━━━ Given data ━━━

use ps4pad::backends::virtual_input::{neutral_report, VirtualBackend};
use ps4pad::{Axis, Buttons, Config, ControllerEvent, Manager};
use std::time::Duration;

fn main() -> ps4pad::Result<()> {
    let backend = VirtualBackend::new();
    let pad = backend.plug("virtual:demo");

    let mgr = Manager::new(backend, Config::default());
    mgr.subscribe(|e: &ControllerEvent| println!("(Virtual) {:?}", e.kind));
    mgr.initialize()?;

    // Cross pressed, left stick pushed fully right.
    let mut report = neutral_report();
    report[1] = 0xFF;
    report[5] = 0x28;
    pad.send(&report);
    std::thread::sleep(Duration::from_millis(50));

    mgr.reset_all();
    println!(
        "(Virtual) face1 pressed={} lx={:?} stick right={}",
        mgr.was_pressed(0, Buttons::FACE1),
        mgr.axis(0, Axis::LeftX),
        mgr.is_down(0, Buttons::LEFT_STICK_RIGHT)
    );

    pad.unplug();
    std::thread::sleep(Duration::from_millis(100));
    println!("(Virtual) connected after unplug: {}", mgr.is_connected(0));
    Ok(())
}
//! Device backends for `ps4pad`.
//!
//! Implementations of [`DeviceBackend`](crate::device::DeviceBackend):
//! - [`hid`]: real devices through `hidapi` (feature **`hid`**, on by default)
//! - [`virtual_input`]: in-memory devices for tests, demos and headless hosts
//!
//! The report-descriptor walker in [`descriptor`] is used by the `hidapi`
//! backend off Windows and is public for diagnostics.

pub mod descriptor;
pub mod virtual_input;

#[cfg(feature = "hid")]
#[cfg_attr(docsrs, doc(cfg(feature = "hid")))]
pub mod hid;

#[cfg(all(feature = "hid", target_os = "windows"))]
#[cfg_attr(docsrs, doc(cfg(all(feature = "hid", target_os = "windows"))))]
pub mod windows;

#[cfg(feature = "hid")]
pub use hid::HidApiBackend;
pub use virtual_input::{VirtualBackend, VirtualPad};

━━━

What is expected:
What is needed is an exact reproduction of the data.

Result of this exercise:
use ps4pad::backends::virtual_input::{neutral_report, VirtualBackend};
use ps4pad::{Axis, Buttons, Config, ControllerEvent, Manager};
use std::time::Duration;

fn main() -> ps4pad::Result<()> {
    let backend = VirtualBackend::new();
    let pad = backend.plug("virtual:demo");

    let mgr = Manager::new(backend, Config::default());
    mgr.subscribe(|e: &ControllerEvent| println!("(Virtual) {:?}", e.kind));
    mgr.initialize()?;

    // Cross pressed, left stick pushed fully right.
    let mut report = neutral_report();
    report[1] = 0xFF;
    report[5] = 0x28;
    pad.send(&report);
    std::thread::sleep(Duration::from_millis(50));

    mgr.reset_all();
    println!(
        "(Virtual) face1 pressed={} lx={:?} stick right={}",
        mgr.was_pressed(0, Buttons::FACE1),
        mgr.axis(0, Axis::LeftX),
        mgr.is_down(0, Buttons::LEFT_STICK_RIGHT)
    );

    pad.unplug();
    std::thread::sleep(Duration::from_millis(100));
    println!("(Virtual) connected after unplug: {}", mgr.is_connected(0));
    Ok(())
}
//! Device backends for `ps4pad`.
//!
//! Implementations of [`DeviceBackend`](crate::device::DeviceBackend):
//! - [`hid`]: real devices through `hidapi` (feature **`hid`**, on by default)
//! - [`virtual_input`]: in-memory devices for tests, demos and headless hosts
//!
//! The report-descriptor walker in [`descriptor`] is used by the `hidapi`
//! backend off Windows and is public for diagnostics.

pub mod descriptor;
pub mod virtual_input;

#[cfg(feature = "hid")]
#[cfg_attr(docsrs, doc(cfg(feature = "hid")))]
pub mod hid;

#[cfg(all(feature = "hid", target_os = "windows"))]
#[cfg_attr(docsrs, doc(cfg(all(feature = "hid", target_os = "windows"))))]
pub mod windows;

#[cfg(feature = "hid")]
pub use hid::HidApiBackend;
pub use virtual_input::{VirtualBackend, VirtualPad};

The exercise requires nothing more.